In unserer Gruppe kam zuletzt eine sehr grundsätzliche Dimension des mind-body-Verhältnisses zur Sprache: Was, wenn der Therapeut krank wird oder gar stirbt? Dies wäre der Extremfall der Körpergebundenheit unseres Denkens.
Dieser Extremfall greift das Urgestein analytischen Arbeitens an: die Forderung nach Abstinenz. Selbst bei festem Willen und großer Disziplin verrät unser Körper unser Befinden, zumal im Krankheitsfall. Dieser Extremfall verweist auf das intrikate Feld der physischen Präsenz unserer Körper in der analytischen Begegnung. Wie umgehen mit der Vielfalt an sinnlich-anschaulicher Mitteilungen des Körperlichen, des eigenen und dem des Patienten, der Körper, die eben nie schweigen? Darüber hätte ich mir mehr Austausch gewünscht. Es scheint aber, als ob gerade die Intimität des „Körperhaften“ in der Begegnung mit Patienten einen Wandschirm erfordert ähnlich dem des Gynäkologen, der die Entkleidung der Frau versachlicht, ent-erotisiert. Unser Wandschirm ist die Abstraktion, das Denken in Begriffen.

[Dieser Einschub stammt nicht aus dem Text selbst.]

//! Cache entry state and the snapshot delivered to subscribers.

use std::time::Duration;

use serde::de::DeserializeOwned;
use serde_json::Value;
use tokio::time::Instant;
use vitrine_core::{CacheError, CatalogError, FetchStatus, QueryKey};

/// Point-in-time view of a cache entry.
///
/// Carries the best-known value together with the status flags a consumer
/// needs to render it: whether a request is in flight, whether the fetch is
/// withheld offline, and the last error if one occurred.
#[derive(Debug, Clone)]
pub struct QuerySnapshot<T> {
    pub value: Option<T>,
    pub status: FetchStatus,
    pub error: Option<CatalogError>,
    pub updated_at: Option<Instant>,
}

impl<T> QuerySnapshot<T> {
    /// Snapshot of a key that has never been fetched.
    pub fn empty() -> Self {
        Self {
            value: None,
            status: FetchStatus::Idle,
            error: None,
            updated_at: None,
        }
    }

    /// True until a first value arrives while a fetch is underway or
    /// withheld offline.
    pub fn is_loading(&self) -> bool {
        self.value.is_none()
            && matches!(self.status, FetchStatus::Fetching | FetchStatus::Paused)
    }

    /// True whenever a request for this key is in flight, even if a stale
    /// value is being served meanwhile.
    pub fn is_fetching(&self) -> bool {
        self.status == FetchStatus::Fetching
    }

    /// Map the inner value to a new type, keeping the status metadata.
    pub fn map<U, F>(self, f: F) -> QuerySnapshot<U>
    where
        F: FnOnce(T) -> U,
    {
        QuerySnapshot {
            value: self.value.map(f),
            status: self.status,
            error: self.error,
            updated_at: self.updated_at,
        }
    }
}

impl QuerySnapshot<Value> {
    /// Decode the raw cached value into the subscriber's type.
    ///
    /// A value that no longer matches the expected shape surfaces as a
    /// per-key error status rather than a panic.
    pub fn decode<T: DeserializeOwned>(self, key: QueryKey) -> QuerySnapshot<T> {
        match self.value {
            None => QuerySnapshot {
                value: None,
                status: self.status,
                error: self.error,
                updated_at: self.updated_at,
            },
            Some(raw) => match serde_json::from_value(raw) {
                Ok(value) => QuerySnapshot {
                    value: Some(value),
                    status: self.status,
                    error: self.error,
                    updated_at: self.updated_at,
                },
                Err(err) => QuerySnapshot {
                    value: None,
                    status: FetchStatus::Error,
                    error: Some(
                        CacheError::Decode {
                            key,
                            reason: err.to_string(),
                        }
                        .into(),
                    ),
                    updated_at: self.updated_at,
                },
            },
        }
    }
}

/// Internal per-key state.
#[derive(Debug)]
pub(crate) struct EntryState {
    pub(crate) value: Option<Value>,
    pub(crate) status: FetchStatus,
    pub(crate) error: Option<CatalogError>,
    pub(crate) updated_at: Option<Instant>,
    /// Set by an explicit invalidation; overrides any staleness window.
    pub(crate) invalidated: bool,
    pub(crate) subscribers: usize,
    pub(crate) retention: Duration,
    /// When the last subscriber detached; drives retention-based eviction.
    pub(crate) released_at: Option<Instant>,
}

impl EntryState {
    pub(crate) fn new(retention: Duration) -> Self {
        Self {
            value: None,
            status: FetchStatus::Idle,
            error: None,
            updated_at: None,
            invalidated: false,
            subscribers: 0,
            retention,
            released_at: Some(Instant::now()),
        }
    }

    /// A value is fresh while it is younger than the staleness window and
    /// has not been explicitly invalidated.
    pub(crate) fn is_fresh(&self, stale_time: Duration) -> bool {
        if self.invalidated {
            return false;
        }
        match self.updated_at {
            Some(at) => at.elapsed() < stale_time,
            None => false,
        }
    }

    pub(crate) fn snapshot(&self) -> QuerySnapshot<Value> {
        QuerySnapshot {
            value: self.value.clone(),
            status: self.status,
            error: self.error.clone(),
            updated_at: self.updated_at,
        }
    }
}

#[cfg(test)]
mod tests {
    use super::*;
    use serde_json::json;

    #[test]
    fn empty_snapshot_is_not_loading_until_a_fetch_starts() {
        let snapshot: QuerySnapshot<Value> = QuerySnapshot::empty();
        assert!(!snapshot.is_loading());
        assert!(!snapshot.is_fetching());
    }

    #[test]
    fn loading_requires_absent_value() {
        let fetching_without_value = QuerySnapshot::<Value> {
            value: None,
            status: FetchStatus::Fetching,
            error: None,
            updated_at: None,
        };
        assert!(fetching_without_value.is_loading());

        let fetching_with_value = QuerySnapshot {
            value: Some(json!([1, 2, 3])),
            status: FetchStatus::Fetching,
            error: None,
            updated_at: None,
        };
        assert!(!fetching_with_value.is_loading());
        assert!(fetching_with_value.is_fetching());
    }

    #[test]
    fn paused_without_value_reads_as_loading() {
        let snapshot = QuerySnapshot::<Value> {
            value: None,
            status: FetchStatus::Paused,
            error: None,
            updated_at: None,
        };
        assert!(snapshot.is_loading());
    }

    #[test]
    fn decode_mismatch_surfaces_as_error_status() {
        let snapshot = QuerySnapshot {
            value: Some(json!({"not": "a list"})),
            status: FetchStatus::Idle,
            error: None,
            updated_at: None,
        };
        let decoded = snapshot.decode::<Vec<String>>(QueryKey::Categories);
        assert!(decoded.value.is_none());
        assert_eq!(decoded.status, FetchStatus::Error);
        assert!(matches!(
            decoded.error,
            Some(CatalogError::Cache(CacheError::Decode { .. }))
        ));
    }

    #[tokio::test(start_paused = true)]
    async fn freshness_follows_the_staleness_window() {
        let mut entry = EntryState::new(Duration::from_secs(300));
        entry.value = Some(json!([]));
        entry.updated_at = Some(Instant::now());

        assert!(entry.is_fresh(Duration::from_secs(60)));
        // A zero window means nothing is ever fresh.
        assert!(!entry.is_fresh(Duration::ZERO));

        tokio::time::advance(Duration::from_secs(61)).await;
        assert!(!entry.is_fresh(Duration::from_secs(60)));
    }

    #[tokio::test(start_paused = true)]
    async fn invalidation_overrides_freshness() {
        let mut entry = EntryState::new(Duration::from_secs(300));
        entry.value = Some(json!([]));
        entry.updated_at = Some(Instant::now());
        entry.invalidated = true;

        assert!(!entry.is_fresh(Duration::from_secs(3600)));
    }
}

Warum taucht der Reichtum differenzierter Erfahrungen aus der Praxis immer erst im kleinen Kreis auf? Es ist vielleicht zu schambesetzt, sich mit dem eigenen körperlich-sinnlichen Erleben zu zeigen, weil dies unter dem Primat einer begrifflichen Kultur leicht zur Bloßstellung gerät. Eine künstlerische Art der „Mentalisierung“ tut sich mit dem Erfassen der body-Dimension und ihrer Umwandlung in mind vielleicht leichter als die psychoanalytische Theoriesprache. Wir waren in unserer Gruppe überrascht, wie viele von uns sich künstlerisch betätigten - singen, tanzen oder malen.
Eine künstlerische Gestaltungsform ist sicherlich auch das Ausrichten (festlicher) Geselligkeiten, und in diesem Sinn ist den Veranstaltern großes Lob auszusprechen. Allein die Wahl von Edinburgh als Tagungsort mit seiner Mischung von kühler Strenge und Liebenswürdigkeit, Tradition und junger, moderner Lebendigkeit, der Campus mit der altertümlichen Pollock Hall, in der wir tagten, - einem neugotisch verschnörkelten Bau, der Harry Potter Freude gemacht hätte, düster, aber behaglich. In einem derart auf wohltemperierte Intellektualität abgestimmten Raum ließ es sich gut denken, während draußen die fremdartige Schönheit der Landschaft, unter wechselnder, oft dramatischer Ausleuchtung immer wieder an die Kraft der Natur erinnerte. Das Essen war ausgezeichnet, kurzum, im Rahmen dieser freundlich-angenehmen Atmosphäre ließ es sich gut über body und mindnachdenken und miteinander in Kontakt kommen.